At the AD/PD 2023 International Conference on Alzheimer’s disease (AD) and Parkinson’s disease (PD), Eisai and Biogen presented new data from their Leqembi (lecanemab) clinical programme taken during a March 30 session on amyloid beta (Aβ) and tau targeting therapies in AD. As part of this session, new data was presented from the Phase III Clarity AD study (NCT03887455) on quality of life (QoL) for both patients and caregivers.

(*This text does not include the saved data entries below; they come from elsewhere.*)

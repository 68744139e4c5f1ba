//! Unbiased shuffling.

use rand::Rng;

/// Return a uniformly random permutation of `items` (Fisher-Yates).
///
/// The input is left untouched. Callers pass the random source so tests can
/// seed it; production code hands in an entropy-seeded generator.
pub fn shuffle<T: Clone, R: Rng + ?Sized>(items: &[T], rng: &mut R) -> Vec<T> {
    let mut out = items.to_vec();
    for i in (1..out.len()).rev() {
        let j = rng.gen_range(0..=i);
        out.swap(i, j);
    }
    out
}
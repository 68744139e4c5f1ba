//! Error types for paraules-core.

use serde::Serialize;
use thiserror::Error;

/// Result type alias using VocabularyError.
pub type Result<T> = std::result::Result<T, VocabularyError>;

/// Errors that can occur while loading a vocabulary list.
#[derive(Debug, Error)]
pub enum VocabularyError {
    #[error("missing word at line {line}")]
    MissingWord { line: usize },

    #[error("missing picture at line {line}")]
    MissingPictogram { line: usize },

    #[error("duplicate word {key} at line {line}")]
    DuplicateKey { key: String, line: usize },

    #[error("duplicate word {key} at item {index}")]
    DuplicateItem { key: String, index: usize },

    #[error("unexpected text at line {line}: {text}")]
    UnexpectedLine { line: usize, text: String },

    #[error("empty vocabulary")]
    Empty,
}

/// Content problems that are reported but never stop the game.
#[derive(Debug, Clone, PartialEq, Eq, Error, Serialize)]
#[serde(tag = "type", rename_all = "snake_case")]
pub enum ConfigurationWarning {
    #[error("round size {requested} exceeds vocabulary of {available} items, using {available}")]
    RoundSizeClamped { requested: usize, available: usize },

    #[error("round size must be at least 1, using 1")]
    RoundSizeRaised,

    #[error("round size {requested} is not one of the offered sizes {offered:?}")]
    RoundSizeNotOffered { requested: usize, offered: Vec<usize> },
}

/// Failures of the audio or speech capabilities.
///
/// These only ever degrade feedback; game state moves on regardless.
#[derive(Debug, Error)]
pub enum FeedbackError {
    #[error("{0} capability unavailable")]
    CapabilityUnavailable(&'static str),

    #[error("backend error: {0}")]
    Backend(String),
}
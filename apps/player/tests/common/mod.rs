//! Common test utilities for engine integration tests.
//!
//! This module provides:
//! - Recording fakes for the audio and speech capabilities
//! - TestContext, which runs a real engine over those fakes

pub mod fixtures;

use std::sync::{Arc, Mutex};

use paraules_core::types::Column;
use paraules_core::{
    AudioCapability, FeedbackError, Game, GameSettings, GameView, SpeechCapability, Tone,
    Utterance, Voice, Vocabulary,
};
use paraules_player::engine::{Engine, EngineHandle};
use paraules_player::feedback::FeedbackEmitter;
use rand::rngs::StdRng;
use rand::SeedableRng;
use tokio::task::JoinHandle;
use tokio::time::Instant;

/// A tone as the fake device received it.
#[derive(Debug, Clone)]
pub struct PlayedTone {
    pub at: Instant,
    pub tone: Tone,
}

/// Audio capability that records every tone.
pub struct RecordingAudio {
    available: bool,
    played: Arc<Mutex<Vec<PlayedTone>>>,
}

impl AudioCapability for RecordingAudio {
    fn name(&self) -> &'static str {
        "recording"
    }

    fn acquire(&mut self) -> Result<(), FeedbackError> {
        if self.available {
            Ok(())
        } else {
            Err(FeedbackError::CapabilityUnavailable("audio"))
        }
    }

    fn release(&mut self) {}

    fn play_tone(&mut self, tone: &Tone) -> Result<(), FeedbackError> {
        self.played.lock().unwrap().push(PlayedTone {
            at: Instant::now(),
            tone: *tone,
        });
        Ok(())
    }
}

#[derive(Debug, Clone, PartialEq)]
pub enum SpeechCall {
    Cancel,
    Speak(Utterance),
}

/// Speech capability with a voice list the test can change at any time.
pub struct FakeSpeech {
    voices: Arc<Mutex<Vec<Voice>>>,
    calls: Arc<Mutex<Vec<SpeechCall>>>,
}

impl SpeechCapability for FakeSpeech {
    fn name(&self) -> &'static str {
        "fake"
    }

    fn acquire(&mut self) -> Result<(), FeedbackError> {
        Ok(())
    }

    fn release(&mut self) {}

    fn list_voices(&mut self) -> Result<Vec<Voice>, FeedbackError> {
        Ok(self.voices.lock().unwrap().clone())
    }

    fn speak(&mut self, utterance: &Utterance) -> Result<(), FeedbackError> {
        self.calls
            .lock()
            .unwrap()
            .push(SpeechCall::Speak(utterance.clone()));
        Ok(())
    }

    fn cancel(&mut self) -> Result<(), FeedbackError> {
        self.calls.lock().unwrap().push(SpeechCall::Cancel);
        Ok(())
    }
}

/// Which fakes to plug in.
pub struct Capabilities {
    pub audio: bool,
    pub speech: bool,
    pub voices: Vec<Voice>,
}

impl Default for Capabilities {
    fn default() -> Self {
        Self {
            audio: true,
            speech: true,
            voices: vec![],
        }
    }
}

/// A running engine plus handles onto its fakes.
pub struct TestContext {
    pub handle: EngineHandle,
    played: Arc<Mutex<Vec<PlayedTone>>>,
    calls: Arc<Mutex<Vec<SpeechCall>>>,
    voices: Arc<Mutex<Vec<Voice>>>,
    task: JoinHandle<()>,
}

impl TestContext {
    /// Engine over exactly `keys`, one round containing all of them.
    pub fn start(keys: &[&str]) -> Self {
        Self::start_with(
            fixtures::vocabulary(keys),
            fixtures::settings(keys.len()),
            Capabilities::default(),
        )
    }

    pub fn start_with(
        vocabulary: Vocabulary,
        settings: GameSettings,
        capabilities: Capabilities,
    ) -> Self {
        let played = Arc::new(Mutex::new(Vec::new()));
        let calls = Arc::new(Mutex::new(Vec::new()));
        let voices = Arc::new(Mutex::new(capabilities.voices));

        let audio: Box<dyn AudioCapability> = Box::new(RecordingAudio {
            available: capabilities.audio,
            played: played.clone(),
        });
        let speech: Option<Box<dyn SpeechCapability>> = if capabilities.speech {
            Some(Box::new(FakeSpeech {
                voices: voices.clone(),
                calls: calls.clone(),
            }))
        } else {
            None
        };

        let mut rng = StdRng::seed_from_u64(7);
        let (game, _) = Game::new(vocabulary, &settings, &mut rng);
        let feedback =
            FeedbackEmitter::acquire(Some(audio), speech, settings.voice_preferences.clone());
        let (engine, handle) = Engine::new(game, rng, feedback);
        let task = engine.spawn();

        Self {
            handle,
            played,
            calls,
            voices,
            task,
        }
    }

    pub fn pick(&self, column: Column, key: &str) {
        self.handle.select_card(column, key).unwrap();
    }

    pub fn pick_triple(&self, word: &str, sound: &str, image: &str) {
        self.pick(Column::Word, word);
        self.pick(Column::Sound, sound);
        self.pick(Column::Image, image);
    }

    /// View after every message sent so far has been handled.
    pub async fn view(&self) -> GameView {
        self.handle.snapshot().await.unwrap()
    }

    pub fn tones(&self) -> Vec<PlayedTone> {
        self.played.lock().unwrap().clone()
    }

    pub fn speech_calls(&self) -> Vec<SpeechCall> {
        self.calls.lock().unwrap().clone()
    }

    pub fn spoken(&self) -> Vec<Utterance> {
        self.speech_calls()
            .into_iter()
            .filter_map(|call| match call {
                SpeechCall::Speak(utterance) => Some(utterance),
                SpeechCall::Cancel => None,
            })
            .collect()
    }

    pub fn set_voices(&self, voices: Vec<Voice>) {
        *self.voices.lock().unwrap() = voices;
    }

    pub async fn stop(self) {
        self.handle.shutdown().unwrap();
        self.task.await.unwrap();
    }
}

Leqembi received accelerated approval from the FDA for the treatment of early AD in January 2023, and the companies have also submitted an application for full approval based on data from its Phase III Clarity AD study. In that study, treatment with lecanemab resulted in a reduction in clinical decline of 27% compared with placebo at 18 months of treatment, as measured by the primary endpoint Clinical Dementia Rating-Sum of Boxes (CDR-SB). Although an important step forward in treatment for AD, a 27% reduction in clinical decline is still considered only a modest improvement by many. However, QoL data presented at AD/PD 2023 enhances the demonstration of benefits of the therapy as felt by both patients and caregivers, adding value to the drug.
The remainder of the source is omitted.